What this task involves ▸ If a line below contains the string "user", copy it out.

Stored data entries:

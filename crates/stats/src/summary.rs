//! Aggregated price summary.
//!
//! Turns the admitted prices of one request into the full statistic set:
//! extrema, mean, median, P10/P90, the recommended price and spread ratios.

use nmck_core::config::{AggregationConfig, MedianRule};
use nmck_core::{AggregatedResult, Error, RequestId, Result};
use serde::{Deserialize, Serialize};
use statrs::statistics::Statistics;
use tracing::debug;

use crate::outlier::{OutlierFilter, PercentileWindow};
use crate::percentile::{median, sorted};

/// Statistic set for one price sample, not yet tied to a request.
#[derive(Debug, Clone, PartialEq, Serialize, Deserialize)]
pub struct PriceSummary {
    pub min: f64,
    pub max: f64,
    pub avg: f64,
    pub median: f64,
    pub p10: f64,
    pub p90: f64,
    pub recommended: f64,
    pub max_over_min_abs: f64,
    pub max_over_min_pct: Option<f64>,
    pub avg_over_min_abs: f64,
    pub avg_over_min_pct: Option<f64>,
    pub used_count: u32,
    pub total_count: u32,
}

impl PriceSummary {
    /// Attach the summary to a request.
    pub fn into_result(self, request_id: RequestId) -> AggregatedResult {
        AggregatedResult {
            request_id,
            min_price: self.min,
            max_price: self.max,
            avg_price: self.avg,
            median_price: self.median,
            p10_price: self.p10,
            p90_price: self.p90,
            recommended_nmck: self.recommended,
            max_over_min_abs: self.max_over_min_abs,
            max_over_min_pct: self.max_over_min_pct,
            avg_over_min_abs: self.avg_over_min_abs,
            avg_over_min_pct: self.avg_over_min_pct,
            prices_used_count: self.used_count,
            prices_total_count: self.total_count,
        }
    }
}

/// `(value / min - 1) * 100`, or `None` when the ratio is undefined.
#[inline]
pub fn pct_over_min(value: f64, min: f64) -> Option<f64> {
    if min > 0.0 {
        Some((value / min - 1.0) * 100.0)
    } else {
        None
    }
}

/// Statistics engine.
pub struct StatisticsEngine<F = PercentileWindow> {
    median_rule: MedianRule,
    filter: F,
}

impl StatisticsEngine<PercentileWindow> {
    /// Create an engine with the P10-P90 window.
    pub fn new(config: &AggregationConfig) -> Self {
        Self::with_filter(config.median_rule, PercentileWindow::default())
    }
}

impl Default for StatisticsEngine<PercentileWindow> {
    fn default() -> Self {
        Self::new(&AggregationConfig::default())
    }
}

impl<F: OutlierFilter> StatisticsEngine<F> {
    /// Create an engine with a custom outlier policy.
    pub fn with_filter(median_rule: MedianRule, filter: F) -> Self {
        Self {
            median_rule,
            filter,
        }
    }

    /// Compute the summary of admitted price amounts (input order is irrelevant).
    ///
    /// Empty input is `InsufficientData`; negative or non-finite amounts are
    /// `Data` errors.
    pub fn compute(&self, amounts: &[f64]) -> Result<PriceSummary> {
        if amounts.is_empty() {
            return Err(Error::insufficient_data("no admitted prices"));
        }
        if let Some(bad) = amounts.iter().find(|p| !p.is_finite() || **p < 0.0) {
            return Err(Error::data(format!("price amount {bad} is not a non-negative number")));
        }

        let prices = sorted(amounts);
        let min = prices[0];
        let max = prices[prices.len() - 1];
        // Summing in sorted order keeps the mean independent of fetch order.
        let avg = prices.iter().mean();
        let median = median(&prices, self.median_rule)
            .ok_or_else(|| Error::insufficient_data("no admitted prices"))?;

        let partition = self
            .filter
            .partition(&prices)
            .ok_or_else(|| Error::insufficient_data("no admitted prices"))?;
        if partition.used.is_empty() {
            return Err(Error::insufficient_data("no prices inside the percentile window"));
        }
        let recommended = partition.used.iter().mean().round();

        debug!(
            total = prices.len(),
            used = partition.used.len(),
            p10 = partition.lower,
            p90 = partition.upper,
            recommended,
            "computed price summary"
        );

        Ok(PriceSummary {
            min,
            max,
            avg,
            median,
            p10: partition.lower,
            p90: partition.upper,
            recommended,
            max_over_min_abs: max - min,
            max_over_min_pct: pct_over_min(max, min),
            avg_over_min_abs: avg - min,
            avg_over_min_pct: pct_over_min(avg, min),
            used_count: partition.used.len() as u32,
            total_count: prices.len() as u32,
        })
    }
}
...
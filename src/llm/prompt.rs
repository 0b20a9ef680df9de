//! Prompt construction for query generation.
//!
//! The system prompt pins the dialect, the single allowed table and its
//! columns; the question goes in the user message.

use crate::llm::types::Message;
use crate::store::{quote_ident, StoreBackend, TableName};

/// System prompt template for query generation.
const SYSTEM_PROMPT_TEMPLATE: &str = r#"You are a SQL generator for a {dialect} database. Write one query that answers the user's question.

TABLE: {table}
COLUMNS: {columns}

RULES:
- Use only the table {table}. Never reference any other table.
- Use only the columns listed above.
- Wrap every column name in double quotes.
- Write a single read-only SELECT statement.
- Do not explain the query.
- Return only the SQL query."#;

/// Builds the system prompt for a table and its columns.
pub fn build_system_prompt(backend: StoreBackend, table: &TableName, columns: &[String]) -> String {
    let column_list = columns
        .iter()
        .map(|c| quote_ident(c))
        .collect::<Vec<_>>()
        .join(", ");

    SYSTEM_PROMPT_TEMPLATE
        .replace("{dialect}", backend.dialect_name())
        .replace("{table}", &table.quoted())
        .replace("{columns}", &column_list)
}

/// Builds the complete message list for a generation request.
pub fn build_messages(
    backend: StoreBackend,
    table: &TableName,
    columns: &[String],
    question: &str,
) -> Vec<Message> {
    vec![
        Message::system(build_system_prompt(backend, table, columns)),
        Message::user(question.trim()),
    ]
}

Result of the task ▸
//! columns; the question goes in the user message.
const SYSTEM_PROMPT_TEMPLATE: &str = r#"You are a SQL generator for a {dialect} database. Write one query that answers the user's question.
        Message::user(question.trim()),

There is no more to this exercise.